Produce all the records again exactly as they stand.

- **Listed records**:
━━━━

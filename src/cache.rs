use std::{
    sync::Arc,
    time::{Duration, Instant},
};

use dashmap::DashMap;
use tracing::debug;

use crate::transport::Session;

pub const DEFAULT_CACHE_CAPACITY: usize = 16;
pub const DEFAULT_IDLE_TTL: Duration = Duration::from_secs(600);

struct CacheEntry {
    session: Arc<dyn Session>,
    last_used: Instant,
}

/// Sessions shared by resource connections, keyed by `user@host`.
///
/// Entries idle for longer than the TTL, and the least recently used entry once
/// the cache is full, are dropped from the cache. A dropped session is only
/// disconnected when nothing outside the cache still holds it; otherwise the
/// last holder hands it back through [`release`](Self::release). A cached
/// session that no longer reports itself connected is never handed out.
pub struct SessionCache {
    entries: DashMap<String, CacheEntry>,
    idle_ttl: Option<Duration>,
    capacity: usize,
}

impl Default for SessionCache {
    fn default() -> Self {
        SessionCache::new(DEFAULT_CACHE_CAPACITY, Some(DEFAULT_IDLE_TTL))
    }
}

impl SessionCache {
    pub fn new(capacity: usize, idle_ttl: Option<Duration>) -> Self {
        SessionCache {
            entries: DashMap::new(),
            idle_ttl,
            capacity: capacity.max(1),
        }
    }

    pub fn len(&self) -> usize {
        self.entries.len()
    }

    pub fn is_empty(&self) -> bool {
        self.entries.is_empty()
    }

    pub async fn get(&self, key: &str) -> Option<Arc<dyn Session>> {
        let (session, usable) = {
            let mut entry = self.entries.get_mut(key)?;
            let usable = entry.session.is_connected() && !self.is_idle(entry.last_used);
            if usable {
                entry.last_used = Instant::now();
            }
            (entry.session.clone(), usable)
        };

        if usable {
            debug!(key, "session cache hit");
            return Some(session);
        }

        debug!(key, "dropping stale cached session");
        self.forget(key, &session);
        if session.is_connected() {
            retire(key, session).await;
        }
        None
    }

    pub async fn insert(&self, key: &str, session: Arc<dyn Session>) {
        if !self.entries.contains_key(key) && self.entries.len() >= self.capacity {
            self.evict_least_recent().await;
        }
        let previous = self.entries.insert(
            key.to_string(),
            CacheEntry {
                session: session.clone(),
                last_used: Instant::now(),
            },
        );
        if let Some(previous) = previous {
            if !Arc::ptr_eq(&previous.session, &session) {
                retire(key, previous.session).await;
            }
        }
    }

    /// Hands back a session taken from the cache. It is disconnected if the
    /// cache has dropped it meanwhile and `session` was its last holder.
    pub async fn release(&self, key: &str, session: Arc<dyn Session>) {
        let cached = self
            .entries
            .get(key)
            .map(|entry| Arc::ptr_eq(&entry.session, &session))
            .unwrap_or(false);
        if !cached {
            retire(key, session).await;
        }
    }

    /// Disconnects and forgets the session cached under `key`.
    pub async fn invalidate(&self, key: &str) {
        if let Some((_, entry)) = self.entries.remove(key) {
            debug!(key, "invalidating cached session");
            entry.session.disconnect().await;
        }
    }

    /// Forgets every entry that has been idle past the TTL or lost its connection.
    pub async fn purge_idle(&self) {
        let expired: Vec<String> = self
            .entries
            .iter()
            .filter(|entry| self.is_idle(entry.last_used) || !entry.session.is_connected())
            .map(|entry| entry.key().clone())
            .collect();
        for key in expired {
            self.reclaim(&key).await;
        }
    }

    /// Disconnects every cached session.
    pub async fn clear(&self) {
        let keys: Vec<String> = self.entries.iter().map(|entry| entry.key().clone()).collect();
        for key in keys {
            self.invalidate(&key).await;
        }
    }

    async fn evict_least_recent(&self) {
        let oldest = self
            .entries
            .iter()
            .min_by_key(|entry| entry.last_used)
            .map(|entry| entry.key().clone());
        if let Some(key) = oldest {
            debug!(key = %key, "session cache full, evicting");
            self.reclaim(&key).await;
        }
    }

    /// Removes the entry under `key` only while it still holds `session`;
    /// another task may have cached a fresh one meanwhile.
    fn forget(&self, key: &str, session: &Arc<dyn Session>) -> bool {
        self.entries
            .remove_if(key, |_, entry| Arc::ptr_eq(&entry.session, session))
            .is_some()
    }

    async fn reclaim(&self, key: &str) {
        if let Some((_, entry)) = self.entries.remove(key) {
            retire(key, entry.session).await;
        }
    }

    fn is_idle(&self, last_used: Instant) -> bool {
        match self.idle_ttl {
            Some(ttl) => last_used.elapsed() > ttl,
            None => false,
        }
    }
}

async fn retire(key: &str, session: Arc<dyn Session>) {
    if Arc::strong_count(&session) > 1 {
        debug!(key, "dropped session is still in use");
        return;
    }
    if session.is_connected() {
        session.disconnect().await;
    }
}
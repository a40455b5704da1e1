//! Process-level tuning for sessions, the session cache and output capture,
//! read from a TOML file. Missing keys fall back to the defaults.

use std::{path::Path, sync::Arc, time::Duration};

use serde::{Deserialize, Serialize};
use tracing::debug;

use crate::{
    cache::{SessionCache, DEFAULT_CACHE_CAPACITY, DEFAULT_IDLE_TTL},
    connection::RemoteFileResolver,
    error::{Result, TransportError},
    executor::{OutputLog, DEFAULT_LINE_CAPACITY},
    session::SessionManager,
    transport::SshTransport,
};

#[derive(Debug, Clone, PartialEq, Eq, Serialize, Deserialize)]
#[serde(default)]
pub struct TransportConfig {
    /// Session connect timeout in seconds, zero for none.
    pub connect_timeout_secs: u64,
    /// Command timeout in seconds, zero for none.
    pub command_timeout_secs: u64,
    /// Seconds a cached session may sit unused, zero to keep it until it drops.
    pub cache_idle_secs: u64,
    pub cache_capacity: usize,
    /// Output lines retained per stream.
    pub output_lines: usize,
}

impl Default for TransportConfig {
    fn default() -> Self {
        TransportConfig {
            connect_timeout_secs: 0,
            command_timeout_secs: 0,
            cache_idle_secs: DEFAULT_IDLE_TTL.as_secs(),
            cache_capacity: DEFAULT_CACHE_CAPACITY,
            output_lines: DEFAULT_LINE_CAPACITY,
        }
    }
}

impl TransportConfig {
    pub fn from_toml_str(content: &str) -> Result<Self> {
        toml::from_str(content).map_err(|err| TransportError::InvalidSettings(err.to_string()))
    }

    /// Loads the file at `path`, or the defaults if there is none.
    pub fn load(path: &Path) -> Result<Self> {
        if !path.exists() {
            debug!(path = %path.display(), "transport config not found, using defaults");
            return Ok(Self::default());
        }
        let content = std::fs::read_to_string(path)?;
        Self::from_toml_str(&content)
    }

    pub fn connect_timeout(&self) -> Option<Duration> {
        seconds(self.connect_timeout_secs)
    }

    pub fn command_timeout(&self) -> Option<Duration> {
        seconds(self.command_timeout_secs)
    }

    pub fn session_cache(&self) -> SessionCache {
        SessionCache::new(self.cache_capacity, seconds(self.cache_idle_secs))
    }

    pub fn output_log(&self) -> OutputLog {
        OutputLog::new(self.output_lines)
    }

    /// A resolver with its own session manager and cache, both tuned by this config.
    pub fn resolver(&self, transport: Arc<dyn SshTransport>) -> RemoteFileResolver {
        let sessions = SessionManager::new(transport).with_timeout(self.connect_timeout());
        RemoteFileResolver::new(Arc::new(sessions), Arc::new(self.session_cache()))
    }
}

fn seconds(value: u64) -> Option<Duration> {
    match value {
        0 => None,
        value => Some(Duration::from_secs(value)),
    }
}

━━━━

- **Response below**:
filename src/cache.rs
use std::{
    sync::Arc,
    time::{Duration, Instant},
};

use dashmap::DashMap;
use tracing::debug;

use crate::transport::Session;

pub const DEFAULT_CACHE_CAPACITY: usize = 16;
pub const DEFAULT_IDLE_TTL: Duration = Duration::from_secs(600);

struct CacheEntry {
    session: Arc<dyn Session>,
    last_used: Instant,
}

/// Sessions shared by resource connections, keyed by `user@host`.
///
/// Entries idle for longer than the TTL, and the least recently used entry once
/// the cache is full, are dropped from the cache. A dropped session is only
/// disconnected when nothing outside the cache still holds it; otherwise the
/// last holder hands it back through [`release`](Self::release). A cached
/// session that no longer reports itself connected is never handed out.
pub struct SessionCache {
    entries: DashMap<String, CacheEntry>,
    idle_ttl: Option<Duration>,
    capacity: usize,
}

impl Default for SessionCache {
    fn default() -> Self {
        SessionCache::new(DEFAULT_CACHE_CAPACITY, Some(DEFAULT_IDLE_TTL))
    }
}

impl SessionCache {
    pub fn new(capacity: usize, idle_ttl: Option<Duration>) -> Self {
        SessionCache {
            entries: DashMap::new(),
            idle_ttl,
            capacity: capacity.max(1),
        }
    }

    pub fn len(&self) -> usize {
        self.entries.len()
    }

    pub fn is_empty(&self) -> bool {
        self.entries.is_empty()
    }

    pub async fn get(&self, key: &str) -> Option<Arc<dyn Session>> {
        let (session, usable) = {
            let mut entry = self.entries.get_mut(key)?;
            let usable = entry.session.is_connected() && !self.is_idle(entry.last_used);
            if usable {
                entry.last_used = Instant::now();
            }
            (entry.session.clone(), usable)
        };

        if usable {
            debug!(key, "session cache hit");
            return Some(session);
        }

        debug!(key, "dropping stale cached session");
        self.forget(key, &session);
        if session.is_connected() {
            retire(key, session).await;
        }
        None
    }

    pub async fn insert(&self, key: &str, session: Arc<dyn Session>) {
        if !self.entries.contains_key(key) && self.entries.len() >= self.capacity {
            self.evict_least_recent().await;
        }
        let previous = self.entries.insert(
            key.to_string(),
            CacheEntry {
                session: session.clone(),
                last_used: Instant::now(),
            },
        );
        if let Some(previous) = previous {
            if !Arc::ptr_eq(&previous.session, &session) {
                retire(key, previous.session).await;
            }
        }
    }

    /// Hands back a session taken from the cache. It is disconnected if the
    /// cache has dropped it meanwhile and `session` was its last holder.
    pub async fn release(&self, key: &str, session: Arc<dyn Session>) {
        let cached = self
            .entries
            .get(key)
            .map(|entry| Arc::ptr_eq(&entry.session, &session))
            .unwrap_or(false);
        if !cached {
            retire(key, session).await;
        }
    }

    /// Disconnects and forgets the session cached under `key`.
    pub async fn invalidate(&self, key: &str) {
        if let Some((_, entry)) = self.entries.remove(key) {
            debug!(key, "invalidating cached session");
            entry.session.disconnect().await;
        }
    }

    /// Forgets every entry that has been idle past the TTL or lost its connection.
    pub async fn purge_idle(&self) {
        let expired: Vec<String> = self
            .entries
            .iter()
            .filter(|entry| self.is_idle(entry.last_used) || !entry.session.is_connected())
            .map(|entry| entry.key().clone())
            .collect();
        for key in expired {
            self.reclaim(&key).await;
        }
    }

    /// Disconnects every cached session.
    pub async fn clear(&self) {
        let keys: Vec<String> = self.entries.iter().map(|entry| entry.key().clone()).collect();
        for key in keys {
            self.invalidate(&key).await;
        }
    }

    async fn evict_least_recent(&self) {
        let oldest = self
            .entries
            .iter()
            .min_by_key(|entry| entry.last_used)
            .map(|entry| entry.key().clone());
        if let Some(key) = oldest {
            debug!(key = %key, "session cache full, evicting");
            self.reclaim(&key).await;
        }
    }

    /// Removes the entry under `key` only while it still holds `session`;
    /// another task may have cached a fresh one meanwhile.
    fn forget(&self, key: &str, session: &Arc<dyn Session>) -> bool {
        self.entries
            .remove_if(key, |_, entry| Arc::ptr_eq(&entry.session, session))
            .is_some()
    }

    async fn reclaim(&self, key: &str) {
        if let Some((_, entry)) = self.entries.remove(key) {
            retire(key, entry.session).await;
        }
    }

    fn is_idle(&self, last_used: Instant) -> bool {
        match self.idle_ttl {
            Some(ttl) => last_used.elapsed() > ttl,
            None => false,
        }
    }
}

async fn retire(key: &str, session: Arc<dyn Session>) {
    if Arc::strong_count(&session) > 1 {
        debug!(key, "dropped session is still in use");
        return;
    }
    if session.is_connected() {
        session.disconnect().await;
    }
}
repository a40455b5704da1e1
//! Process-level tuning for sessions, the session cache and output capture,
//! read from a TOML file. Missing keys fall back to the defaults.

use std::{path::Path, sync::Arc, time::Duration};

use serde::{Deserialize, Serialize};
use tracing::debug;

use crate::{
    cache::{SessionCache, DEFAULT_CACHE_CAPACITY, DEFAULT_IDLE_TTL},
    connection::RemoteFileResolver,
    error::{Result, TransportError},
    executor::{OutputLog, DEFAULT_LINE_CAPACITY},
    session::SessionManager,
    transport::SshTransport,
};

#[derive(Debug, Clone, PartialEq, Eq, Serialize, Deserialize)]
#[serde(default)]
pub struct TransportConfig {
    /// Session connect timeout in seconds, zero for none.
    pub connect_timeout_secs: u64,
    /// Command timeout in seconds, zero for none.
    pub command_timeout_secs: u64,
    /// Seconds a cached session may sit unused, zero to keep it until it drops.
    pub cache_idle_secs: u64,
    pub cache_capacity: usize,
    /// Output lines retained per stream.
    pub output_lines: usize,
}

impl Default for TransportConfig {
    fn default() -> Self {
        TransportConfig {
            connect_timeout_secs: 0,
            command_timeout_secs: 0,
            cache_idle_secs: DEFAULT_IDLE_TTL.as_secs(),
            cache_capacity: DEFAULT_CACHE_CAPACITY,
            output_lines: DEFAULT_LINE_CAPACITY,
        }
    }
}

impl TransportConfig {
    pub fn from_toml_str(content: &str) -> Result<Self> {
        toml::from_str(content).map_err(|err| TransportError::InvalidSettings(err.to_string()))
    }

    /// Loads the file at `path`, or the defaults if there is none.
    pub fn load(path: &Path) -> Result<Self> {
        if !path.exists() {
            debug!(path = %path.display(), "transport config not found, using defaults");
            return Ok(Self::default());
        }
        let content = std::fs::read_to_string(path)?;
        Self::from_toml_str(&content)
    }

    pub fn connect_timeout(&self) -> Option<Duration> {
        seconds(self.connect_timeout_secs)
    }

    pub fn command_timeout(&self) -> Option<Duration> {
        seconds(self.command_timeout_secs)
    }

    pub fn session_cache(&self) -> SessionCache {
        SessionCache::new(self.cache_capacity, seconds(self.cache_idle_secs))
    }

    pub fn output_log(&self) -> OutputLog {
        OutputLog::new(self.output_lines)
    }

    /// A resolver with its own session manager and cache, both tuned by this config.
    pub fn resolver(&self, transport: Arc<dyn SshTransport>) -> RemoteFileResolver {
        let sessions = SessionManager::new(transport).with_timeout(self.connect_timeout());
        RemoteFileResolver::new(Arc::new(sessions), Arc::new(self.session_cache()))
    }
}

fn seconds(value: u64) -> Option<Duration> {
    match value {
        0 => None,
        value => Some(Duration::from_secs(value)),
    }
}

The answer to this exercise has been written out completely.